Hoarding Is Hazardous for Your Older Loved One - Part 1
While my grandma lived at her home, my mother and I would make it a point to stop by at least twice a week to help with the light cleaning, such as dusting and vacuuming. The underlying clutter we mostly left untouched until after my grandma died. What we found was amazing: a jar full of matches from various establishments, some ancient crackers and so on. I know, the situation could have been more challenging – she could have been hoarding.
Most people have experienced disarray in their lives or others. When clutter becomes out of control in the home, it can become dangerous. The difference between a hoarder and the average accumulator is that a hoarder’s belongings interfere with daily life, according to AARP. For example, a hoarder may sleep on the floor when the bed is covered in clothing or other items.
Anyone can become a hoarder, but it is more common in older adults.
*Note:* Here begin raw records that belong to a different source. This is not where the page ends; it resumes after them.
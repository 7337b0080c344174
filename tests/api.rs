//! HTTP API tests against the router, without a network listener.
#![cfg(feature = "server")]

use async_trait::async_trait;
use axum::body::{to_bytes, Body};
use axum::http::{header, Request, StatusCode};
use axum::Router;
use image::RgbImage;
use lecture_a11y::api::{create_router, AppState, ServerOptions, StatusResponse, FILE_ID_HEADER};
use lecture_a11y::docx::docx_bytes;
use lecture_a11y::jobs::{JobStatus, JobStore};
use lecture_a11y::{Captioner, ConversionConfig, ConvertError};
use std::sync::Arc;
use tempfile::TempDir;
use tower::ServiceExt;

mod common;

const BOUNDARY: &str = "lecture-a11y-test-boundary";
const DOCX_CONTENT_TYPE: &str =
    "application/vnd.openxmlformats-officedocument.wordprocessingml.document";

struct FixedCaptioner;

#[async_trait]
impl Captioner for FixedCaptioner {
    async fn caption(&self, _image: &RgbImage) -> Result<String, ConvertError> {
        Ok("그림".to_string())
    }
}

struct Harness {
    dir: TempDir,
    jobs: JobStore,
    app: Router,
}

async fn harness() -> Harness {
    let dir = tempfile::tempdir().unwrap();
    let config = ConversionConfig::builder()
        .output_dir(dir.path().join("static"))
        .build()
        .unwrap();
    let jobs = JobStore::in_memory().await.unwrap();
    let state = AppState::new(config, Arc::new(FixedCaptioner), jobs.clone());
    let app = create_router(state, &ServerOptions::default());
    Harness { dir, jobs, app }
}

fn upload(uri: &str, filename: &str, data: &[u8]) -> Request<Body> {
    let mut body = Vec::new();
    body.extend_from_slice(
        format!(
            "--{BOUNDARY}\r\nContent-Disposition: form-data; name=\"file\"; filename=\"{filename}\"\r\nContent-Type: application/octet-stream\r\n\r\n"
        )
        .as_bytes(),
    );
    body.extend_from_slice(data);
    body.extend_from_slice(format!("\r\n--{BOUNDARY}--\r\n").as_bytes());

    Request::builder()
        .method("POST")
        .uri(uri)
        .header(
            header::CONTENT_TYPE,
            format!("multipart/form-data; boundary={BOUNDARY}"),
        )
        .body(Body::from(body))
        .unwrap()
}

async fn json_body(resp: axum::response::Response) -> serde_json::Value {
    let bytes = to_bytes(resp.into_body(), usize::MAX).await.unwrap();
    serde_json::from_slice(&bytes).unwrap()
}

#[tokio::test]
async fn root_reports_running() {
    let h = harness().await;
    let resp = h
        .app
        .oneshot(Request::get("/").body(Body::empty()).unwrap())
        .await
        .unwrap();
    assert_eq!(resp.status(), StatusCode::OK);
    let body = json_body(resp).await;
    assert!(body["message"].as_str().unwrap().contains("running"));
}

#[tokio::test]
async fn braille_rejects_spreadsheet() {
    let h = harness().await;
    let resp = h
        .app
        .oneshot(upload("/braille", "grades.xlsx", b"PK\x03\x04rest"))
        .await
        .unwrap();

    assert_eq!(resp.status(), StatusCode::BAD_REQUEST);
    let body = json_body(resp).await;
    assert_eq!(body["code"], "unsupported_input");
    assert!(body["error"].as_str().unwrap().contains("grades.xlsx"));
    assert!(!h.dir.path().join("static").exists());
}

#[tokio::test]
async fn process_rejects_word_documents() {
    let h = harness().await;
    let resp = h
        .app
        .oneshot(upload("/process", "notes.docx", &docx_bytes(["x"]).unwrap()))
        .await
        .unwrap();
    assert_eq!(resp.status(), StatusCode::BAD_REQUEST);
    assert_eq!(json_body(resp).await["code"], "unsupported_format");
}

#[tokio::test]
async fn missing_file_field_is_bad_request() {
    let h = harness().await;
    let req = Request::builder()
        .method("POST")
        .uri("/braille")
        .header(
            header::CONTENT_TYPE,
            format!("multipart/form-data; boundary={BOUNDARY}"),
        )
        .body(Body::from(format!("--{BOUNDARY}--\r\n")))
        .unwrap();
    let resp = h.app.oneshot(req).await.unwrap();
    assert_eq!(resp.status(), StatusCode::BAD_REQUEST);
}

#[tokio::test]
async fn braille_upload_returns_brf_and_records_job() {
    let h = harness().await;
    let data = docx_bytes(["가나", "사"]).unwrap();
    let resp = h
        .app
        .clone()
        .oneshot(upload("/braille", "week1: notes.docx", &data))
        .await
        .unwrap();

    assert_eq!(resp.status(), StatusCode::OK);
    assert_eq!(
        resp.headers()[header::CONTENT_TYPE],
        "text/plain; charset=utf-8"
    );
    let disposition = resp.headers()[header::CONTENT_DISPOSITION].to_str().unwrap();
    assert!(disposition.contains(&urlencoding::encode("week1_ notes.brf").into_owned()));
    let file_id = resp.headers()[FILE_ID_HEADER].to_str().unwrap().to_string();

    let bytes = to_bytes(resp.into_body(), usize::MAX).await.unwrap();
    assert_eq!(std::str::from_utf8(&bytes).unwrap(), "⠫⠉\n⠇");
    assert!(h.dir.path().join("static/week1_ notes.brf").exists());

    let job = h.jobs.get(&file_id).await.unwrap();
    assert_eq!(job.status, JobStatus::Done);
    assert_eq!(job.original_name, "week1: notes.docx");

    let resp = h
        .app
        .oneshot(
            Request::get(format!("/status/{file_id}"))
                .body(Body::empty())
                .unwrap(),
        )
        .await
        .unwrap();
    assert_eq!(resp.status(), StatusCode::OK);
    let bytes = to_bytes(resp.into_body(), usize::MAX).await.unwrap();
    let status: StatusResponse = serde_json::from_slice(&bytes).unwrap();
    assert_eq!(status.status, JobStatus::Done);
    assert!(status.path.unwrap().ends_with("week1_ notes.brf"));
}

fn deck_bytes(dir: &std::path::Path) -> Vec<u8> {
    let path = dir.join("deck.pptx");
    common::write_deck(&path);
    std::fs::read(path).unwrap()
}

/// Checks the Word response headers and returns the job's file id.
async fn assert_docx_download(h: &Harness, resp: axum::response::Response, file_name: &str) -> String {
    assert_eq!(resp.status(), StatusCode::OK);
    assert_eq!(resp.headers()[header::CONTENT_TYPE], DOCX_CONTENT_TYPE);
    let disposition = resp.headers()[header::CONTENT_DISPOSITION].to_str().unwrap();
    assert!(disposition.starts_with("attachment;"), "{disposition}");
    assert!(
        disposition.contains(&urlencoding::encode(file_name).into_owned()),
        "{disposition}"
    );
    let file_id = resp.headers()[FILE_ID_HEADER].to_str().unwrap().to_string();

    let bytes = to_bytes(resp.into_body(), usize::MAX).await.unwrap();
    assert!(bytes.starts_with(b"PK\x03\x04"));
    assert_eq!(
        bytes.as_ref(),
        std::fs::read(h.dir.path().join("static").join(file_name)).unwrap()
    );
    file_id
}

#[tokio::test]
async fn process_returns_captioned_docx_and_records_job() {
    let h = harness().await;
    let data = deck_bytes(h.dir.path());
    let resp = h
        .app
        .clone()
        .oneshot(upload("/process", "Week 2.pptx", &data))
        .await
        .unwrap();

    let file_id = assert_docx_download(&h, resp, "Week 2_vlm.docx").await;
    let text = std::fs::read_to_string(h.dir.path().join("static/Week 2_vlm.txt")).unwrap();
    assert!(text.contains("=== SLIDE 1 IMAGE 2 ===\n그림\n"), "{text}");

    let job = h.jobs.get(&file_id).await.unwrap();
    assert_eq!(job.status, JobStatus::Done);
    assert_eq!(job.original_name, "Week 2.pptx");
    assert!(job.result_path.unwrap().ends_with("Week 2_vlm.docx"));

    let resp = h
        .app
        .oneshot(
            Request::get(format!("/status/{file_id}"))
                .body(Body::empty())
                .unwrap(),
        )
        .await
        .unwrap();
    let status: StatusResponse = serde_json::from_slice(
        &to_bytes(resp.into_body(), usize::MAX).await.unwrap(),
    )
    .unwrap();
    assert_eq!(status.status, JobStatus::Done);
}

#[tokio::test]
async fn process_text_returns_plain_docx() {
    let h = harness().await;
    let data = deck_bytes(h.dir.path());
    let resp = h
        .app
        .clone()
        .oneshot(upload("/process/text", "Week 2.pptx", &data))
        .await
        .unwrap();

    let file_id = assert_docx_download(&h, resp, "Week 2.docx").await;
    let text = std::fs::read_to_string(h.dir.path().join("static/Week 2.txt")).unwrap();
    assert!(!text.contains("IMAGE"), "{text}");

    let job = h.jobs.get(&file_id).await.unwrap();
    assert_eq!(job.status, JobStatus::Done);
    assert!(job.result_path.unwrap().ends_with("Week 2.docx"));
}

#[tokio::test]
async fn corrupt_word_document_is_bad_request() {
    let h = harness().await;
    let resp = h
        .app
        .oneshot(upload("/braille", "broken.docx", b"PK\x03\x04not really a zip"))
        .await
        .unwrap();

    assert_eq!(resp.status(), StatusCode::BAD_REQUEST);
    assert_eq!(json_body(resp).await["code"], "corrupt_document");
}

#[tokio::test]
async fn unknown_status_is_404() {
    let h = harness().await;
    let resp = h
        .app
        .oneshot(
            Request::get("/status/00000000-0000-0000-0000-000000000000")
                .body(Body::empty())
                .unwrap(),
        )
        .await
        .unwrap();
    assert_eq!(resp.status(), StatusCode::NOT_FOUND);
    assert_eq!(json_body(resp).await["code"], "not_found");
}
Researchers at Johns Hopkins hoarding behaviors were more prevalent in people 55 to 94 years old. According to the Anxiety and Depression Association of America, “People hoard because they believe that an item will be useful or valuable in the future.” The items might have a sentimental value or just too great of a bargain to get rid of. The items may also act as a touchstone to the person, thinking that without it they won’t remember an important person or event. Moreover, hoarding behavior can be considered hoarding disorder (HD) or as a symptom of another disorder.
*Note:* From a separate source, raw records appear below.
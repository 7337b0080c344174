//! Input resolution: normalise a user-supplied path or URL to a local file.
//!
//! pdfium and the zip reader both want a file-system path, so URL inputs are
//! downloaded into a `TempDir` that lives as long as the [`ResolvedInput`].
//! The leading bytes are checked against the extension before returning so
//! callers get a meaningful error rather than a parser failure deep inside
//! pdfium or the zip reader.

use crate::error::ConvertError;
use crate::pipeline::source::{extension_of, SourceFormat};
use std::io::Read;
use std::path::{Path, PathBuf};
use tempfile::TempDir;
use tracing::{debug, info};

/// The resolved input: either a local path or a downloaded temp file.
#[derive(Debug)]
pub enum ResolvedInput {
    /// Input was already a local file.
    Local(PathBuf),
    /// Input was a URL; the document was downloaded to a temp directory,
    /// kept alive until processing completes.
    Downloaded { path: PathBuf, _temp_dir: TempDir },
}

impl ResolvedInput {
    /// Path to the document regardless of how it was resolved.
    pub fn path(&self) -> &Path {
        match self {
            ResolvedInput::Local(p) => p,
            ResolvedInput::Downloaded { path, .. } => path,
        }
    }
}

/// Check if the input string looks like a URL.
pub fn is_url(input: &str) -> bool {
    input.starts_with("http://") || input.starts_with("https://")
}

/// Resolve the input string to a local document path.
pub async fn resolve_input(input: &str, timeout_secs: u64) -> Result<ResolvedInput, ConvertError> {
    if is_url(input) {
        download_url(input, timeout_secs).await
    } else {
        resolve_local(Path::new(input))?;
        Ok(ResolvedInput::Local(PathBuf::from(input)))
    }
}

/// Validate that `path` exists and its leading bytes match its extension.
///
/// Files with an extension outside [`SourceFormat`] are accepted untouched;
/// the pipeline that receives them rejects them with a format error.
pub fn resolve_local(path: &Path) -> Result<(), ConvertError> {
    if !path.exists() {
        return Err(ConvertError::FileNotFound {
            path: path.to_path_buf(),
        });
    }
    let Some(format) = SourceFormat::from_path(path) else {
        return Ok(());
    };

    let mut f = std::fs::File::open(path).map_err(|_| ConvertError::FileNotFound {
        path: path.to_path_buf(),
    })?;
    let mut magic = [0u8; 4];
    let n = f.read(&mut magic).unwrap_or(0);
    check_magic(path, format, &magic[..n])?;

    debug!("Resolved local {} document: {}", format, path.display());
    Ok(())
}

fn check_magic(path: &Path, format: SourceFormat, head: &[u8]) -> Result<(), ConvertError> {
    if head == format.magic() {
        return Ok(());
    }
    let mut magic = [0u8; 4];
    magic[..head.len().min(4)].copy_from_slice(&head[..head.len().min(4)]);
    Err(ConvertError::NotADocument {
        path: path.to_path_buf(),
        expected: match format {
            SourceFormat::Pdf => "PDF",
            SourceFormat::Pptx => "PowerPoint",
            SourceFormat::Docx => "Word",
        },
        magic,
    })
}

/// Download a URL to a temporary directory and return the path.
async fn download_url(url: &str, timeout_secs: u64) -> Result<ResolvedInput, ConvertError> {
    info!("Downloading document from: {}", url);

    let client = reqwest::Client::builder()
        .timeout(std::time::Duration::from_secs(timeout_secs))
        .build()
        .map_err(|e| ConvertError::DownloadFailed {
            url: url.to_string(),
            reason: e.to_string(),
        })?;

    let response = client.get(url).send().await.map_err(|e| {
        let reason = if e.is_timeout() {
            format!("timed out after {timeout_secs}s")
        } else {
            e.to_string()
        };
        ConvertError::DownloadFailed {
            url: url.to_string(),
            reason,
        }
    })?;

    if !response.status().is_success() {
        return Err(ConvertError::DownloadFailed {
            url: url.to_string(),
            reason: format!("HTTP {}", response.status()),
        });
    }

    let filename = filename_from_url(url);
    let temp_dir = TempDir::new().map_err(|e| ConvertError::Internal(e.to_string()))?;
    let file_path = temp_dir.path().join(&filename);

    let bytes = response
        .bytes()
        .await
        .map_err(|e| ConvertError::DownloadFailed {
            url: url.to_string(),
            reason: e.to_string(),
        })?;

    if let Some(format) = SourceFormat::from_path(&file_path) {
        check_magic(&file_path, format, &bytes[..bytes.len().min(4)])?;
    }

    tokio::fs::write(&file_path, &bytes)
        .await
        .map_err(|e| ConvertError::Internal(format!("Failed to write temp file: {}", e)))?;

    info!("Downloaded to: {}", file_path.display());

    Ok(ResolvedInput::Downloaded {
        path: file_path,
        _temp_dir: temp_dir,
    })
}

/// Last path segment of the URL when it carries a known extension.
fn filename_from_url(url: &str) -> String {
    if let Ok(parsed) = reqwest::Url::parse(url) {
        if let Some(mut segments) = parsed.path_segments() {
            if let Some(last) = segments.next_back() {
                if !last.is_empty() && !extension_of(Path::new(last)).is_empty() {
                    return last.to_string();
                }
            }
        }
    }
    "downloaded.pdf".to_string()
}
According to research, older adults with HD have increased health risks such as:
- Falling: Pathways filled with piles of things can cause someone to trip and fall.
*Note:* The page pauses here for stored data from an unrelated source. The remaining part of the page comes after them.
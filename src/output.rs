//! Result types returned by the conversion entry points.

use serde::{Deserialize, Serialize};
use std::path::PathBuf;

/// Files written by a document conversion (caption or plain pipeline).
#[derive(Debug, Clone, Serialize, Deserialize)]
pub struct ConversionOutput {
    /// Plain-text rendering.
    pub text_path: PathBuf,
    /// Word rendering, one paragraph per text line.
    pub docx_path: PathBuf,
    pub stats: ConversionStats,
}

/// Aggregate counters for a document conversion.
#[derive(Debug, Clone, Default, Serialize, Deserialize)]
pub struct ConversionStats {
    /// Pages or slides in the source document.
    pub total_units: usize,
    /// Images found across all units (zero for the plain pipeline).
    pub total_images: usize,
    /// Images that received a caption.
    pub captioned_images: usize,
    /// Wall-clock time of the whole conversion in milliseconds.
    pub total_duration_ms: u64,
}

/// File written by the Braille pipeline.
#[derive(Debug, Clone, Serialize, Deserialize)]
pub struct BrailleOutput {
    pub brf_path: PathBuf,
    /// Paragraphs read from the Word document.
    pub paragraphs: usize,
    /// Characters in the written file, line breaks included.
    pub cells: usize,
}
- Fire: The piles of possessions may topple or trap someone in the home during a fire or may even become a fire starter.
- Poor hygiene: The bathtub or shower may become a space to house more objects.
- Poor nutrition: Your loved one may choose to keep and eat expired food.
- Medical problems: Although your loved one may take their medicine as prescribed, clutter can cause more symptoms. For instance, mold and dust may worsen pulmonary disorders. Clutter may make it difficult for caregivers to enter the home to administer care.
- Insect infestations: Bugs can transmit a variety of diseases to humans.
Has your loved one’s clutter caused distress? Don’t let an overabundance of possessions get in the way of maintaining a warm relationship with your loved one. Be aware of possible safety concerns and do your best to provide the extra support to maintain a clean and safe home.